Today in my poetry class we talked some about the notion of patience. Rather, the conversation started because we were discussing a quote from T.S. Eliot,

"There are many people who appreciate the expression of sincere emotion in verse, and there is a smaller number of people who can appreciate technical excellence. But very few know when there is expression of significant emotion, emotion which has its life in the poem and not in the history of the poet."

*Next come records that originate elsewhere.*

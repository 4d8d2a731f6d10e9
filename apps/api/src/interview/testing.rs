//! In-process stand-ins for the AI services, shared by the interview and router tests.

use std::collections::VecDeque;
use std::sync::atomic::{AtomicUsize, Ordering};
use std::sync::{Arc, Mutex};
use std::time::Duration;

use async_trait::async_trait;

use crate::candidates::CandidateIdentity;
use crate::interview::models::{Recommendation, Response, Verdict};
use crate::interview::services::{AnswerScorer, InterviewServices, QuestionSource, SummaryGenerator};
use crate::llm_client::LlmError;

pub const STUB_TIMEOUT: Duration = Duration::from_secs(5);
pub const DEFAULT_STUB_SCORE: u32 = 80;

#[derive(Debug, Clone, Copy)]
pub enum Behavior {
    Ok,
    Fail,
    Hang,
    Delay(Duration),
}

impl Behavior {
    async fn act(self) -> Result<(), LlmError> {
        match self {
            Behavior::Ok => Ok(()),
            Behavior::Fail => Err(LlmError::Api {
                status: 503,
                message: "service unavailable".to_string(),
            }),
            Behavior::Hang => std::future::pending().await,
            Behavior::Delay(d) => {
                tokio::time::sleep(d).await;
                Ok(())
            }
        }
    }
}

pub struct StubQuestions(pub Behavior);

#[async_trait]
impl QuestionSource for StubQuestions {
    async fn questions(&self, _domain: &str, _candidate_name: &str) -> Result<Vec<String>, LlmError> {
        self.0.act().await?;
        Ok((1..=5).map(|i| format!("Stub question {i}?")).collect())
    }
}

/// Returns scripted scores in order, then `DEFAULT_STUB_SCORE`.
pub struct StubScorer {
    behavior: Behavior,
    scripted: Mutex<VecDeque<u32>>,
    calls: AtomicUsize,
}

impl StubScorer {
    pub fn new(behavior: Behavior, scores: &[u32]) -> Self {
        Self {
            behavior,
            scripted: Mutex::new(scores.iter().copied().collect()),
            calls: AtomicUsize::new(0),
        }
    }

    pub fn calls(&self) -> usize {
        self.calls.load(Ordering::SeqCst)
    }
}

#[async_trait]
impl AnswerScorer for StubScorer {
    async fn score(&self, _question: &str, _answer: &str, _domain: &str) -> Result<u32, LlmError> {
        self.calls.fetch_add(1, Ordering::SeqCst);
        self.behavior.act().await?;
        let next = self.scripted.lock().unwrap().pop_front();
        Ok(next.unwrap_or(DEFAULT_STUB_SCORE))
    }
}

/// Always recommends when it succeeds, regardless of the average.
pub struct StubSummaries(pub Behavior);

#[async_trait]
impl SummaryGenerator for StubSummaries {
    async fn summarize(
        &self,
        candidate_name: &str,
        _domain: &str,
        _responses: &[Response],
        _average_score: u32,
    ) -> Result<Verdict, LlmError> {
        self.0.act().await?;
        Ok(Verdict {
            recommendation: Recommendation::Recommended,
            summary: format!("Stub summary for {candidate_name}."),
        })
    }
}

pub fn services(questions: Behavior, scorer: Behavior, summaries: Behavior) -> InterviewServices {
    scripted(questions, Arc::new(StubScorer::new(scorer, &[])), summaries)
}

pub fn scripted(
    questions: Behavior,
    scorer: Arc<StubScorer>,
    summaries: Behavior,
) -> InterviewServices {
    InterviewServices {
        questions: Arc::new(StubQuestions(questions)),
        scorer,
        summaries: Arc::new(StubSummaries(summaries)),
        call_timeout: STUB_TIMEOUT,
    }
}

pub fn identity() -> CandidateIdentity {
    CandidateIdentity {
        full_name: "Asha Rao".to_string(),
        phone: "9876543210".to_string(),
        registration_no: "REG001".to_string(),
        domain: None,
    }
}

The question in order then: How do you create something beautiful and meaningful without sounding trite, forced or trivial? As much as I would like to say to myself; "self, today we will write a meaningful poem about nostalgia and memory and happiness, and we will address it in line 8 and wrap it up nicely by line 12." That will simply never happen, unless, I suppose, if I am hired by hallmark. But really, that's not why or how I would like to write poetry. There are some things I have been working on for two years, and they are still crap. Does that discourage me? Yes, even greatly at times. But then I remember a poem my professor read at a reading, it took her nearly 10 years to write. At the reading I was sitting on the foyer floor with my back against the wall because I'd come a couple minutes late and I just couldn't stand walking into a reading late, I followed along in her book as she read, and when she got to that one, she explained how it had taken her so long to write, how it wasn't really about what she had thought it was, and would she have left it in an original state, it would have meant little to anyone in that room, or any reader of the book in any other part of the world. As she read the poem, that significant emotion hit me like a cold and comforting wind. I was grateful for patience and for difficult things.

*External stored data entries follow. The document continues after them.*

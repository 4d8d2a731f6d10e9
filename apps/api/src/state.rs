use std::sync::Arc;

use crate::config::Config;
use crate::interview::{InterviewServices, SessionRegistry};
use crate::results::ResultStore;

/// Shared application state injected into all route handlers via Axum extractors.
#[derive(Clone)]
pub struct AppState {
    pub config: Config,
    /// Question, scoring and summary services handed to every new session.
    pub services: InterviewServices,
    /// Postgres when `DATABASE_URL` is set, in-memory otherwise.
    pub results: Arc<dyn ResultStore>,
    pub sessions: SessionRegistry,
}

In relation to poetry, or creation of anything, really anything, I've been thinking a lot about something that I learned as a missionary. I remember arriving in my 2nd and 3rd areas and feeling aghast with myself at my lack of love and enthusiasm for the people. I was a missionary and I was supposed to instantly adore and embrace them with my sincere love. Of course to some degree I did love them and want to serve them, I felt the spirit of hope and potential, but also, sometimes I felt annoyed when we had to sit on a ward member or investigators couch and listen to them talk about financial woes, or over-indulgent stories about sickness. Also though, I remember at one point, after a couple months of being in my second area, I was at the back of the congregation in church looking at all the people ahead of me, and I sincerely loved them.

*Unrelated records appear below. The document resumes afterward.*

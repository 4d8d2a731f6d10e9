//! LLM client: the single point of entry for all chat-completion calls.
//!
//! ARCHITECTURAL RULE: No other module may call the LLM gateway directly.
//! Question generation, answer scoring and summaries all go through here.
//!
//! Each call is attempted exactly once. Callers own the fallback policy.
use std::fmt;
use std::time::Duration;

use anyhow::{Context, Result};
use reqwest::Client;
use serde::{de::DeserializeOwned, Deserialize, Serialize};
use serde_json::Value;
use thiserror::Error;
use tracing::{debug, warn};

use crate::config::Config;

pub mod prompts;

const API_VERSION: &str = "2024-02-15-preview";

#[derive(Debug, Error)]
pub enum LlmError {
    #[error("HTTP error: {0}")]
    Http(#[from] reqwest::Error),

    #[error("API error (status {status}): {message}")]
    Api { status: u16, message: String },

    #[error("Rate limited by the LLM gateway")]
    RateLimited,

    #[error("JSON parse error: {0}")]
    Parse(#[from] serde_json::Error),

    #[error("No JSON {0} found in LLM output")]
    MissingJson(JsonShape),

    #[error("LLM output violated the expected schema: {0}")]
    Schema(String),

    #[error("LLM returned empty content")]
    EmptyContent,
}

/// The kind of top-level JSON value a prompt asks the model for.
#[derive(Debug, Clone, Copy, PartialEq, Eq)]
pub enum JsonShape {
    Object,
    Array,
}

impl JsonShape {
    fn opener(self) -> char {
        match self {
            JsonShape::Object => '{',
            JsonShape::Array => '[',
        }
    }

    fn matches(self, value: &Value) -> bool {
        match self {
            JsonShape::Object => value.is_object(),
            JsonShape::Array => value.is_array(),
        }
    }
}

impl fmt::Display for JsonShape {
    fn fmt(&self, f: &mut fmt::Formatter<'_>) -> fmt::Result {
        match self {
            JsonShape::Object => f.write_str("object"),
            JsonShape::Array => f.write_str("array"),
        }
    }
}

#[derive(Debug, Serialize)]
struct ChatRequest<'a> {
    messages: Vec<ChatMessage<'a>>,
}

#[derive(Debug, Serialize)]
struct ChatMessage<'a> {
    role: &'a str,
    content: &'a str,
}

#[derive(Debug, Deserialize)]
pub struct ChatResponse {
    pub choices: Vec<Choice>,
    pub usage: Option<Usage>,
}

#[derive(Debug, Deserialize)]
pub struct Choice {
    pub message: ChoiceMessage,
}

#[derive(Debug, Deserialize)]
pub struct ChoiceMessage {
    pub content: Option<String>,
}

#[derive(Debug, Deserialize)]
pub struct Usage {
    pub prompt_tokens: u32,
    pub completion_tokens: u32,
}

impl ChatResponse {
    /// Extracts the text content of the first choice.
    pub fn text(&self) -> Option<&str> {
        self.choices
            .first()
            .and_then(|c| c.message.content.as_deref())
            .filter(|t| !t.trim().is_empty())
    }
}

#[derive(Debug, Deserialize)]
struct GatewayError {
    error: GatewayErrorBody,
}

#[derive(Debug, Deserialize)]
struct GatewayErrorBody {
    message: String,
}

/// The single LLM client shared by all interview services.
/// Wraps the Azure OpenAI chat-completions API with structured output helpers.
#[derive(Clone)]
pub struct LlmClient {
    client: Client,
    url: String,
    api_key: String,
}

impl LlmClient {
    pub fn new(config: &Config) -> Result<Self> {
        let client = Client::builder()
            .timeout(config.ai_call_timeout)
            .connect_timeout(Duration::from_secs(5))
            .build()
            .context("Failed to build HTTP client")?;

        Ok(Self {
            client,
            url: format!(
                "{}/openai/deployments/{}/chat/completions?api-version={API_VERSION}",
                config.azure_openai_endpoint, config.azure_openai_deployment
            ),
            api_key: config.azure_openai_api_key.clone(),
        })
    }

    /// Makes one chat-completion call and returns the raw reply text.
    pub async fn call(&self, system: &str, prompt: &str) -> Result<String, LlmError> {
        let request_body = ChatRequest {
            messages: vec![
                ChatMessage {
                    role: "system",
                    content: system,
                },
                ChatMessage {
                    role: "user",
                    content: prompt,
                },
            ],
        };

        let response = self
            .client
            .post(&self.url)
            .header("api-key", &self.api_key)
            .json(&request_body)
            .send()
            .await?;

        let status = response.status();

        if status.as_u16() == 429 {
            warn!("LLM gateway rate limited the request");
            return Err(LlmError::RateLimited);
        }

        if !status.is_success() {
            let body = response.text().await.unwrap_or_default();
            let message = serde_json::from_str::<GatewayError>(&body)
                .map(|e| e.error.message)
                .unwrap_or(body);
            return Err(LlmError::Api {
                status: status.as_u16(),
                message,
            });
        }

        let chat: ChatResponse = response.json().await?;

        if let Some(usage) = &chat.usage {
            debug!(
                "LLM call succeeded: prompt_tokens={}, completion_tokens={}",
                usage.prompt_tokens, usage.completion_tokens
            );
        }

        chat.text()
            .map(str::to_owned)
            .ok_or(LlmError::EmptyContent)
    }

    /// Calls the LLM and deserializes the first JSON value of `shape` found in the reply.
    /// Model output may wrap the JSON in prose or code fences.
    pub async fn call_json<T: DeserializeOwned>(
        &self,
        system: &str,
        prompt: &str,
        shape: JsonShape,
    ) -> Result<T, LlmError> {
        let text = self.call(system, prompt).await?;
        parse_json_reply(&text, shape)
    }
}

/// Runs the extraction step and deserializes the located value.
pub fn parse_json_reply<T: DeserializeOwned>(text: &str, shape: JsonShape) -> Result<T, LlmError> {
    let value = extract_json(text, shape).ok_or(LlmError::MissingJson(shape))?;
    serde_json::from_value(value).map_err(LlmError::Parse)
}

/// Locates the first well-formed JSON value of the requested shape in `text`.
///
/// Every opener character is tried as a candidate start; the first candidate
/// that parses as a complete value of the right shape wins.
pub fn extract_json(text: &str, shape: JsonShape) -> Option<Value> {
    let opener = shape.opener();
    text.char_indices()
        .filter(|&(_, c)| c == opener)
        .find_map(|(start, _)| {
            let mut stream = serde_json::Deserializer::from_str(&text[start..]).into_iter::<Value>();
            match stream.next() {
                Some(Ok(value)) if shape.matches(&value) => Some(value),
                _ => None,
            }
        })
}
//! Score aggregation and the static fallbacks used when an AI service fails.

use crate::interview::models::{Recommendation, Response, Verdict};

/// Number of questions in a session.
pub const QUESTION_COUNT: usize = 5;
/// Score recorded for an answer when the scorer is unavailable.
pub const FALLBACK_SCORE: u32 = 70;
/// Minimum average score for a "recommended" verdict.
pub const RECOMMENDATION_THRESHOLD: u32 = 65;
pub const MAX_SCORE: u32 = 100;

/// Mean of `scores` rounded half-up to an integer; 0 for an empty input.
///
/// Computed on the exact rational mean as `(2·sum + n) / (2·n)`, so 72.5
/// becomes 73 and 72.4 becomes 72 with no floating-point error.
pub fn rounded_mean<I>(scores: I) -> u32
where
    I: IntoIterator<Item = u32>,
{
    let (sum, n) = scores
        .into_iter()
        .fold((0_u64, 0_u64), |(sum, n), s| (sum + u64::from(s), n + 1));
    if n == 0 {
        return 0;
    }
    ((2 * sum + n) / (2 * n)) as u32
}

pub fn average_score(responses: &[Response]) -> u32 {
    rounded_mean(responses.iter().map(|r| r.score))
}

pub fn recommendation_for(score: u32) -> Recommendation {
    if score >= RECOMMENDATION_THRESHOLD {
        Recommendation::Recommended
    } else {
        Recommendation::NotRecommended
    }
}

/// Fixed question set used when generation fails. Every question names the domain.
pub fn fallback_questions(domain: &str) -> Vec<String> {
    vec![
        format!("Tell us about your experience in {domain}."),
        format!("What are the key skills needed for success in {domain}?"),
        format!("Describe a challenging {domain} project you've worked on."),
        format!("How do you stay updated with industry trends in {domain}?"),
        format!("Where do you see yourself in {domain} in 5 years?"),
    ]
}

/// Threshold verdict with a templated summary, used when the summary generator fails.
pub fn fallback_verdict(candidate_name: &str, domain: &str, average_score: u32) -> Verdict {
    let recommendation = recommendation_for(average_score);
    let outlook = match recommendation {
        Recommendation::Recommended => {
            "The candidate demonstrated satisfactory performance and is recommended for further consideration."
        }
        Recommendation::NotRecommended => {
            "The candidate may require additional training or experience before proceeding."
        }
    };

    Verdict {
        recommendation,
        summary: format!(
            "{candidate_name} achieved an average score of {average_score}% in the {domain} assessment. {outlook}"
        ),
    }
}
//! Search, filter and headline stats for the HR dashboard.

use serde::{Deserialize, Serialize};

use crate::interview::models::Recommendation;
use crate::interview::scoring::rounded_mean;
use crate::results::StoredResult;

#[derive(Debug, Clone, Copy, Default, PartialEq, Eq, Deserialize)]
#[serde(rename_all = "snake_case")]
pub enum ResultFilter {
    #[default]
    All,
    Recommended,
    NotRecommended,
}

impl ResultFilter {
    fn admits(self, recommendation: Recommendation) -> bool {
        match self {
            ResultFilter::All => true,
            ResultFilter::Recommended => recommendation == Recommendation::Recommended,
            ResultFilter::NotRecommended => recommendation == Recommendation::NotRecommended,
        }
    }
}

#[derive(Debug, Clone, PartialEq, Eq, Serialize)]
pub struct DashboardStats {
    pub total: usize,
    pub recommended: usize,
    pub not_recommended: usize,
    pub average_score: u32,
}

/// Name and registration number match case-insensitively; phone matches as typed.
/// A blank query matches everything.
pub fn matches_search(record: &StoredResult, query: &str) -> bool {
    let query = query.trim();
    if query.is_empty() {
        return true;
    }
    let identity = &record.result.identity;
    let needle = query.to_lowercase();
    identity.full_name.to_lowercase().contains(&needle)
        || identity.registration_no.to_lowercase().contains(&needle)
        || identity.phone.contains(query)
}

pub fn select(results: Vec<StoredResult>, query: &str, filter: ResultFilter) -> Vec<StoredResult> {
    results
        .into_iter()
        .filter(|r| filter.admits(r.result.recommendation) && matches_search(r, query))
        .collect()
}

/// Stats are always over the full result set, independent of search and filter.
pub fn compute_stats(results: &[StoredResult]) -> DashboardStats {
    let recommended = results
        .iter()
        .filter(|r| r.result.recommendation == Recommendation::Recommended)
        .count();

    DashboardStats {
        total: results.len(),
        recommended,
        not_recommended: results.len() - recommended,
        average_score: rounded_mean(results.iter().map(|r| r.result.score)),
    }
}
//! PostgreSQL-backed result store.
//!
//! Expects a `candidate_results` table:
//! `id UUID PRIMARY KEY, full_name TEXT, phone TEXT, registration_no TEXT,
//! domain TEXT, responses JSONB, score INT, recommendation TEXT, summary TEXT,
//! completed_at TIMESTAMPTZ`. Schema management is left to deployment.

use async_trait::async_trait;
use chrono::{DateTime, Utc};
use sqlx::types::Json;
use sqlx::{FromRow, PgPool};
use uuid::Uuid;

use crate::candidates::CandidateIdentity;
use crate::interview::models::{Recommendation, Response, SessionResult};
use crate::interview::scoring::MAX_SCORE;
use crate::results::store::{ResultStore, StoreError, StoredResult};

#[derive(Debug, FromRow)]
struct CandidateResultRow {
    id: Uuid,
    full_name: String,
    phone: String,
    registration_no: String,
    domain: String,
    responses: Json<Vec<Response>>,
    score: i32,
    recommendation: String,
    summary: String,
    completed_at: DateTime<Utc>,
}

impl TryFrom<CandidateResultRow> for StoredResult {
    type Error = StoreError;

    fn try_from(row: CandidateResultRow) -> Result<Self, Self::Error> {
        let recommendation: Recommendation = row.recommendation.parse().map_err(StoreError::Corrupt)?;
        let score = u32::try_from(row.score)
            .ok()
            .filter(|s| *s <= MAX_SCORE)
            .ok_or_else(|| StoreError::Corrupt(format!("score {} out of range", row.score)))?;

        Ok(StoredResult {
            id: row.id,
            result: SessionResult {
                identity: CandidateIdentity {
                    full_name: row.full_name,
                    phone: row.phone,
                    registration_no: row.registration_no,
                    domain: Some(row.domain.clone()),
                },
                domain: row.domain,
                responses: row.responses.0,
                score,
                recommendation,
                summary: row.summary,
                completed_at: row.completed_at,
            },
        })
    }
}

pub struct PgResultStore {
    pool: PgPool,
}

impl PgResultStore {
    pub fn new(pool: PgPool) -> Self {
        Self { pool }
    }
}

#[async_trait]
impl ResultStore for PgResultStore {
    async fn save(&self, result: &SessionResult) -> Result<Uuid, StoreError> {
        let id = Uuid::new_v4();
        sqlx::query(
            r#"
            INSERT INTO candidate_results
                (id, full_name, phone, registration_no, domain, responses,
                 score, recommendation, summary, completed_at)
            VALUES ($1, $2, $3, $4, $5, $6, $7, $8, $9, $10)
            "#,
        )
        .bind(id)
        .bind(&result.identity.full_name)
        .bind(&result.identity.phone)
        .bind(&result.identity.registration_no)
        .bind(&result.domain)
        .bind(Json(&result.responses))
        .bind(result.score as i32)
        .bind(result.recommendation.as_str())
        .bind(&result.summary)
        .bind(result.completed_at)
        .execute(&self.pool)
        .await?;

        Ok(id)
    }

    async fn list(&self) -> Result<Vec<StoredResult>, StoreError> {
        sqlx::query_as::<_, CandidateResultRow>(
            "SELECT * FROM candidate_results ORDER BY completed_at DESC",
        )
        .fetch_all(&self.pool)
        .await?
        .into_iter()
        .map(StoredResult::try_from)
        .collect()
    }

    async fn get(&self, id: Uuid) -> Result<Option<StoredResult>, StoreError> {
        let row: Option<CandidateResultRow> =
            sqlx::query_as("SELECT * FROM candidate_results WHERE id = $1")
                .bind(id)
                .fetch_optional(&self.pool)
                .await?;

        row.map(StoredResult::try_from).transpose()
    }
}

#[cfg(test)]
mod tests {
    use super::*;

    fn row(recommendation: &str, score: i32) -> CandidateResultRow {
        CandidateResultRow {
            id: Uuid::new_v4(),
            full_name: "Asha Rao".to_string(),
            phone: "9876543210".to_string(),
            registration_no: "REG001".to_string(),
            domain: "Finance".to_string(),
            responses: Json(vec![Response {
                question: "Q?".to_string(),
                answer: "A.".to_string(),
                score: 72,
            }]),
            score,
            recommendation: recommendation.to_string(),
            summary: "Solid.".to_string(),
            completed_at: Utc::now(),
        }
    }

    #[test]
    fn test_row_converts_to_stored_result() {
        let stored = StoredResult::try_from(row("recommended", 72)).unwrap();
        assert_eq!(stored.result.score, 72);
        assert_eq!(stored.result.recommendation, Recommendation::Recommended);
        assert_eq!(stored.result.identity.domain.as_deref(), Some("Finance"));
        assert_eq!(stored.result.responses.len(), 1);
    }

    #[test]
    fn test_unknown_recommendation_is_corrupt() {
        let err = StoredResult::try_from(row("maybe", 72)).unwrap_err();
        assert!(matches!(err, StoreError::Corrupt(_)));
    }

    #[test]
    fn test_out_of_range_score_is_corrupt() {
        assert!(matches!(
            StoredResult::try_from(row("recommended", -1)),
            Err(StoreError::Corrupt(_))
        ));
        assert!(matches!(
            StoredResult::try_from(row("recommended", 101)),
            Err(StoreError::Corrupt(_))
        ));
    }
}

It was a significant emotion because it took all my energy, patience and work. I think there is so much value in time, in a world with little time. In a world where instantaneous reaction, love and understanding is expected, I think we sometimes forget the beauty in taking 2 years to write a seven lined poem that means something to you, in investing in a person while they show you they are not perfect, in taking a long walk in the woods.

1 comment:

lia said...

this is very much something i needed to read this afternoon, and i think you're so right in so many ways. perhaps life is about the slowness, the lengthening and contraction of time that takes so much patience but feels so difficult to understand in our limited perception of being in the present... (does that even make sense?)
when i was younger, i remember thinking about art (visual, literary, poetry) as something that took an enormous amount of time to create, and that a painting, for example, couldn't be good unless it had taken years to complete. i don't know that time has to equate with quality in every aspect, but the layers of understanding that accumulate over years, and the patience of letting something as deep and as pure as love really grow and root within us is something we should probably be working every day to learn.